Yes I have seen and helped athletes prepare for world and olympic competition. Yes it was in wrestling.
If Kurt Angle really trained that way, and was able to survive it, congratulations to him. But I think it was a fluke.
I intend no disrespect to his accomplisments.
 
Fedorable said:
you don't know him, so you aren't sure of anything.
Yet, despite never seeing him train or being capable of being his trainer, you had no problem diagnosing he was probably overtraining.
 
Urban said:
Yet, despite never seeing him train or being capable of being his trainer, you had no problem diagnosing he was probably overtraining.

in my opinion, using my common sense, probably. in my opinion you and KK have some intelligence. But you are doing the same thing, but taking the other side, but when you do it, you somehow feel mighty.

I never discredited him, he's my favorite wrestler of all time. I never said he was definately over-training.
 
in my opinion, using my common sense, he must have felt he was achieving greatness. I couldn't see anyone getting to where he's been without desiring to be there.

in my opinion, using my common sense, he probably has a regret or two now.

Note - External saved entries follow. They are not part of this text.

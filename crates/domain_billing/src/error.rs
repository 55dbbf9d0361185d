//! Billing domain errors
//!
//! The taxonomy keeps failures distinguishable at the boundary: validation
//! rejects before anything is persisted, not-found and access-denied leave
//! no partial state, consistency errors mean the ledger itself has
//! diverged and must never be papered over, and dependency errors are
//! retryable by the caller.

use core_kernel::{MoneyError, PortError, Role};
use std::fmt;
use thiserror::Error;

/// Errors that can occur in the billing domain
#[derive(Debug, Error)]
pub enum BillingError {
    /// Input rejected before any mutation
    #[error("Validation error: {message}")]
    Validation {
        message: String,
        field: Option<String>,
    },

    /// Referenced entity does not exist
    #[error("Not found: {entity_type} with id {id}")]
    NotFound {
        entity_type: String,
        id: String,
    },

    /// Caller's role does not permit the operation
    #[error("Access denied: {operation} requires the {required} role")]
    AccessDenied {
        operation: String,
        required: Role,
    },

    /// The ledger already diverged from its invariants; reported, never
    /// clamped
    #[error("Ledger inconsistency: {0}")]
    Consistency(String),

    /// A collaborator (store, directory) failed; retries are caller-driven
    #[error("Dependency failure: {0}")]
    Dependency(PortError),
}

impl BillingError {
    /// Creates a validation error
    pub fn validation(message: impl Into<String>) -> Self {
        BillingError::Validation {
            message: message.into(),
            field: None,
        }
    }

    /// Creates a validation error tied to a field
    pub fn validation_field(message: impl Into<String>, field: impl Into<String>) -> Self {
        BillingError::Validation {
            message: message.into(),
            field: Some(field.into()),
        }
    }

    /// Creates a not-found error
    pub fn not_found(entity_type: impl Into<String>, id: impl fmt::Display) -> Self {
        BillingError::NotFound {
            entity_type: entity_type.into(),
            id: id.to_string(),
        }
    }

    /// Creates an access-denied error for an admin-only operation
    pub fn access_denied(operation: impl Into<String>) -> Self {
        BillingError::AccessDenied {
            operation: operation.into(),
            required: Role::Admin,
        }
    }

    /// Creates a consistency error
    pub fn consistency(message: impl Into<String>) -> Self {
        BillingError::Consistency(message.into())
    }

    /// Returns true for consistency errors
    pub fn is_consistency(&self) -> bool {
        matches!(self, BillingError::Consistency(_))
    }

    /// Returns true for not-found errors
    pub fn is_not_found(&self) -> bool {
        matches!(self, BillingError::NotFound { .. })
    }

    /// Returns true for validation errors
    pub fn is_validation(&self) -> bool {
        matches!(self, BillingError::Validation { .. })
    }
}

impl From<PortError> for BillingError {
    fn from(err: PortError) -> Self {
        match err {
            PortError::NotFound { entity_type, id } => BillingError::NotFound { entity_type, id },
            PortError::Validation { message } => BillingError::validation(message),
            other => BillingError::Dependency(other),
        }
    }
}

impl From<MoneyError> for BillingError {
    fn from(err: MoneyError) -> Self {
        // Mixed currencies inside one student's ledger mean the stored
        // records disagree, not that the request was malformed.
        BillingError::Consistency(format!("money arithmetic failed: {err}"))
    }
}

#[cfg(test)]
mod tests {
    use super::*;

    #[test]
    fn test_port_not_found_maps_to_not_found() {
        let err: BillingError = PortError::not_found("Invoice", "abc").into();
        assert!(err.is_not_found());
    }

    #[test]
    fn test_port_conflict_maps_to_dependency() {
        let err: BillingError = PortError::conflict("stale version").into();
        assert!(matches!(err, BillingError::Dependency(_)));
    }

    #[test]
    fn test_money_error_is_consistency() {
        let err: BillingError =
            MoneyError::CurrencyMismatch("USD".into(), "KES".into()).into();
        assert!(err.is_consistency());
    }
}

I don't get how your assessment of his training capacity is any more valid than mine of his mindset. Yet you feel your criticism of my post is perfectly sound.

Shut your hole Fed.
 
Urban said:
in my opinion, using my common sense, he must have felt he was achieving greatness. I couldn't see anyone getting to where he's been without desiring to be there.

in my opinion, using my common sense, he probably has a regret or two now.

I don't get how your assessment of his training capacity is any more valid than mine of his mindset. Yet you feel your criticism of my post is perfectly sound.

Shut your hole Fed.

you need to learn your 3 I's
 
how many pro-wrestlers do you know?

Quite a few. I taught a Masters class in Martial Arts and Stunt Choreography at the film school I went to in Florida, and used some guys who were training for the IWA (local Indie promotion down there) because they were very well-rounded when it came to being able to perform stunts.

Yes I have seen and helped athletes prepare for world and olympic competition. Yes it was in wrestling. If Kurt Angle really trained that way, and was able to survive it, congratulations to him. But I think it was a fluke. I intend no disrespect to his accomplisments.

I don't know why you'd think it was a fluke. I don't think he's so hurting for money he needs to lie to sell his book. What point is there to lying about how one prepped for Athletic competition so many years ago? Especially knowing one's proneness to children attempting to emulate and how America witch-hunts any athlete who MIGHT be somewhat communicating detrimental systems in the name of "saving the children"...?

I'm not saying he's not embellishing or perhaps even exaggerating. I'm not even saying he's telling the truth. What I'm saying is no one here can say either way. And furthermore, half of the sentiments of disbelief just resemble people's own dissatisfaction with their own positions.

Kurt would not have been the first, nor will he be the last to have a regime this intense, this level, if not more. Yet it befuddles me how Athletes get more scrutiny than anyone for getting better at what they do. It could perhaps be an indicator of what he was capable of as an individual, and perhaps that might be what set him apart from everyone else, balanced by it being short-lived. I'd rather look at it that way than attempt to discredit or slight his career with uconfirmed suspicions.

You're right KK. Pro-wrasslers are role models. I now feel bad for them and the pain that they are subjected to. Olympic athletes are all clean. All pro athletes are natural. In conclusion, I'm a changed man. There you fucking have it, viola.

Love,

Baurt

Don't forget. Anytime anyone tests positive for perfomance enhancing substances.

FALSE POSITIVE!! THE DOCTOR PERSCRIBED IT!! I DIDN'T EVEN KNOW WHAT IT WAS!!